Demand still outpaces supply when it comes to industrial real estate throughout the United States. But Cushman & Wakefield researchers say that the demand/supply imbalance in this sector is starting to narrow.
Cushman & Wakefield recently released its mid-year 2015 industrial report. The numbers in it offer yet more evidence that the U.S. industrial market remains a hot one.
“Strong industrial fundamentals can be found across the nation, with e-commerce retailers and logistics companies propelling our sector’s progress,” said John Morris, leader of Cushman & Wakefield’s Industrial Services Group, in a statement.
A total of 35 of the 38 industrial markets tracked by Cushman & Wakefield posted positive industrial absorption in the second quarter of the year. Vacancy rates continued to fall, too, to 6.6 percent overall for the country. This is 60 basis points lower than during the second quarter of last year, and ranks as the lowest the industrial vacancy rate has been since the first quarter of 2001.

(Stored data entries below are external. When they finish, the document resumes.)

//! # Path Engine
//!
//! Parses dotted/bracketed path expressions and navigates a [`Value`] tree.
//!
//! Grammar:
//!
//! ```text
//! expr    := segment ("." segment)*
//! segment := identifier ("[" digits "]")*
//! ```
//!
//! `containers[0]` expands to a key step `containers` followed by an index step `0`.

use super::value::{Scalar, Value};
use std::fmt;
use std::str::FromStr;
use thiserror::Error;

/// Path engine failures
#[derive(Debug, Clone, PartialEq, Eq, Error)]
pub enum PathError {
    /// Expression does not match the path grammar
    #[error("malformed path '{expr}': {reason}")]
    Malformed { expr: String, reason: String },
    /// Map key missing on a navigation step
    #[error("key '{key}' not found in map")]
    NotFound { key: String },
    /// Sequence index outside `[0, len)`
    #[error("array index {index} out of bounds (length: {len})")]
    IndexOutOfRange { index: usize, len: usize },
    /// Step kind does not fit the node it is applied to
    #[error("cannot apply {step} to a {found} node")]
    TypeMismatch { step: String, found: &'static str },
}

impl PathError {
    fn malformed(expr: &str, reason: impl Into<String>) -> Self {
        PathError::Malformed {
            expr: expr.to_string(),
            reason: reason.into(),
        }
    }

    fn mismatch(step: &PathStep, node: &Value) -> Self {
        PathError::TypeMismatch {
            step: step.describe(),
            found: node.kind(),
        }
    }
}

/// A parsed navigation atom
#[derive(Debug, Clone, PartialEq, Eq, Hash, PartialOrd, Ord)]
pub enum PathStep {
    Key(String),
    Index(usize),
}

impl PathStep {
    fn describe(&self) -> String {
        match self {
            PathStep::Key(key) => format!("key '{key}'"),
            PathStep::Index(index) => format!("index [{index}]"),
        }
    }
}

/// A validated, non-empty sequence of path steps
#[derive(Debug, Clone, PartialEq, Eq, Hash)]
pub struct PathExpr {
    steps: Vec<PathStep>,
}

impl PathExpr {
    pub fn parse(expr: &str) -> Result<Self, PathError> {
        parse(expr).map(|steps| Self { steps })
    }

    pub fn steps(&self) -> &[PathStep] {
        &self.steps
    }

    /// Parent steps and the terminal step
    pub fn split_terminal(&self) -> (&[PathStep], &PathStep) {
        let (terminal, parents) = self
            .steps
            .split_last()
            .unwrap_or_else(|| unreachable!("parse never yields an empty path"));
        (parents, terminal)
    }
}

impl FromStr for PathExpr {
    type Err = PathError;

    fn from_str(s: &str) -> Result<Self, Self::Err> {
        Self::parse(s)
    }
}

impl fmt::Display for PathExpr {
    fn fmt(&self, f: &mut fmt::Formatter<'_>) -> fmt::Result {
        for (i, step) in self.steps.iter().enumerate() {
            match step {
                PathStep::Key(key) if i == 0 => f.write_str(key)?,
                PathStep::Key(key) => write!(f, ".{key}")?,
                PathStep::Index(index) => write!(f, "[{index}]")?,
            }
        }
        Ok(())
    }
}

fn is_path_char(c: char) -> bool {
    c.is_ascii_alphanumeric() || matches!(c, '_' | '.' | '[' | ']')
}

/// Parse a path expression into navigation steps
pub fn parse(expr: &str) -> Result<Vec<PathStep>, PathError> {
    if expr.is_empty() {
        return Err(PathError::malformed(expr, "path cannot be empty"));
    }
    if let Some((pos, c)) = expr.char_indices().find(|(_, c)| !is_path_char(*c)) {
        return Err(PathError::malformed(
            expr,
            format!("invalid character '{c}' at position {pos}"),
        ));
    }

    let mut steps = Vec::new();
    for segment in expr.split('.') {
        parse_segment(expr, segment, &mut steps)?;
    }
    Ok(steps)
}

fn parse_segment(expr: &str, segment: &str, steps: &mut Vec<PathStep>) -> Result<(), PathError> {
    let (identifier, mut rest) = segment.split_at(segment.find('[').unwrap_or(segment.len()));

    if identifier.is_empty() {
        return Err(PathError::malformed(expr, "empty path segment"));
    }
    if identifier.contains(']') {
        return Err(PathError::malformed(expr, "unbalanced ']'"));
    }
    steps.push(PathStep::Key(identifier.to_string()));

    while !rest.is_empty() {
        let inner = rest.strip_prefix('[').ok_or_else(|| {
            PathError::malformed(expr, format!("unexpected '{rest}' after array index"))
        })?;
        let close = inner
            .find(']')
            .ok_or_else(|| PathError::malformed(expr, "unbalanced '['"))?;
        let digits = &inner[..close];
        if digits.is_empty() || !digits.bytes().all(|b| b.is_ascii_digit()) {
            return Err(PathError::malformed(
                expr,
                format!("array index '{digits}' is not a number"),
            ));
        }
        let index = digits.parse::<usize>().map_err(|e| {
            PathError::malformed(expr, format!("array index '{digits}' is invalid: {e}"))
        })?;
        steps.push(PathStep::Index(index));
        rest = &inner[close + 1..];
    }

    Ok(())
}

/// Check an expression against the grammar without touching any document
pub fn validate(expr: &str) -> Result<(), PathError> {
    parse(expr).map(|_| ())
}

fn step_into<'a>(node: &'a Value, step: &PathStep) -> Result<&'a Value, PathError> {
    match (node, step) {
        (Value::Map(map), PathStep::Key(key)) => map
            .get(key)
            .ok_or_else(|| PathError::NotFound { key: key.clone() }),
        (Value::Sequence(items), PathStep::Index(index)) => {
            items.get(*index).ok_or(PathError::IndexOutOfRange {
                index: *index,
                len: items.len(),
            })
        }
        (node, step) => Err(PathError::mismatch(step, node)),
    }
}

fn step_into_mut<'a>(node: &'a mut Value, step: &PathStep) -> Result<&'a mut Value, PathError> {
    match (node, step) {
        (Value::Map(map), PathStep::Key(key)) => map
            .get_mut(key)
            .ok_or_else(|| PathError::NotFound { key: key.clone() }),
        (Value::Sequence(items), PathStep::Index(index)) => {
            let len = items.len();
            items
                .get_mut(*index)
                .ok_or(PathError::IndexOutOfRange { index: *index, len })
        }
        (node, step) => Err(PathError::mismatch(step, node)),
    }
}

/// Descend from `root` through every step
pub fn navigate<'a>(root: &'a Value, steps: &[PathStep]) -> Result<&'a Value, PathError> {
    steps.iter().try_fold(root, step_into)
}

/// Mutable variant of [`navigate`], used to locate the parent container
pub fn navigate_mut<'a>(root: &'a mut Value, steps: &[PathStep]) -> Result<&'a mut Value, PathError> {
    let mut current = root;
    for step in steps {
        current = step_into_mut(current, step)?;
    }
    Ok(current)
}

/// Replace the slot addressed by `terminal` inside `container`
///
/// With `image_tag_only`, a string slot keeps everything up to its tag separator
/// and only the tag is replaced. Any other slot is replaced verbatim by a string.
/// A missing key on a map is inserted.
pub fn set_value(
    container: &mut Value,
    terminal: &PathStep,
    new_value: &str,
    image_tag_only: bool,
) -> Result<(), PathError> {
    let slot = match (container, terminal) {
        (Value::Map(map), PathStep::Key(key)) => map
            .entry(key.clone())
            .or_insert(Value::Scalar(Scalar::Null)),
        (Value::Sequence(items), PathStep::Index(index)) => {
            let len = items.len();
            items
                .get_mut(*index)
                .ok_or(PathError::IndexOutOfRange { index: *index, len })?
        }
        (node, step) => return Err(PathError::mismatch(step, node)),
    };

    let replacement = match slot.as_str() {
        Some(current) if image_tag_only => replace_image_tag(current, new_value),
        _ => new_value.to_string(),
    };
    *slot = Value::string(replacement);
    Ok(())
}

/// Replace the tag portion of a container image reference
///
/// Everything after the last ':' is the current tag; the rest is kept as is.
/// Without a colon the new tag is appended. An untagged reference with a
/// registry port (`localhost:5000/app`) therefore loses its path: tag those
/// references explicitly.
pub fn replace_image_tag(reference: &str, tag: &str) -> String {
    match reference.rfind(':') {
        Some(colon) => format!("{}:{tag}", &reference[..colon]),
        None => format!("{reference}:{tag}"),
    }
}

Not surprisingly, the low vacancy rate is helping to drive up industrial rents. Cushman & Wakefield says that U.S. warehouse rents at an average of $5.17 a square foot are up 3.7 percent in the second quarter of this year when compared to the same quarter one year earlier. Cushman & Wakefield predicts that they will grow 5 percent by the end of this year and by more than 10 percent during the next three years.
Developers have been busy in this sector. According to Cushman & Wakefield’s report, construction crews have built 55.8 million square feet of new industrial space this year, 30.2 percent higher than during the same period in 2014. What’s most interesting is that speculative construction accounted for 61.8 percent of this new construction.
Construction activity continues, with 105.7 million square feet of industrial space under construction today.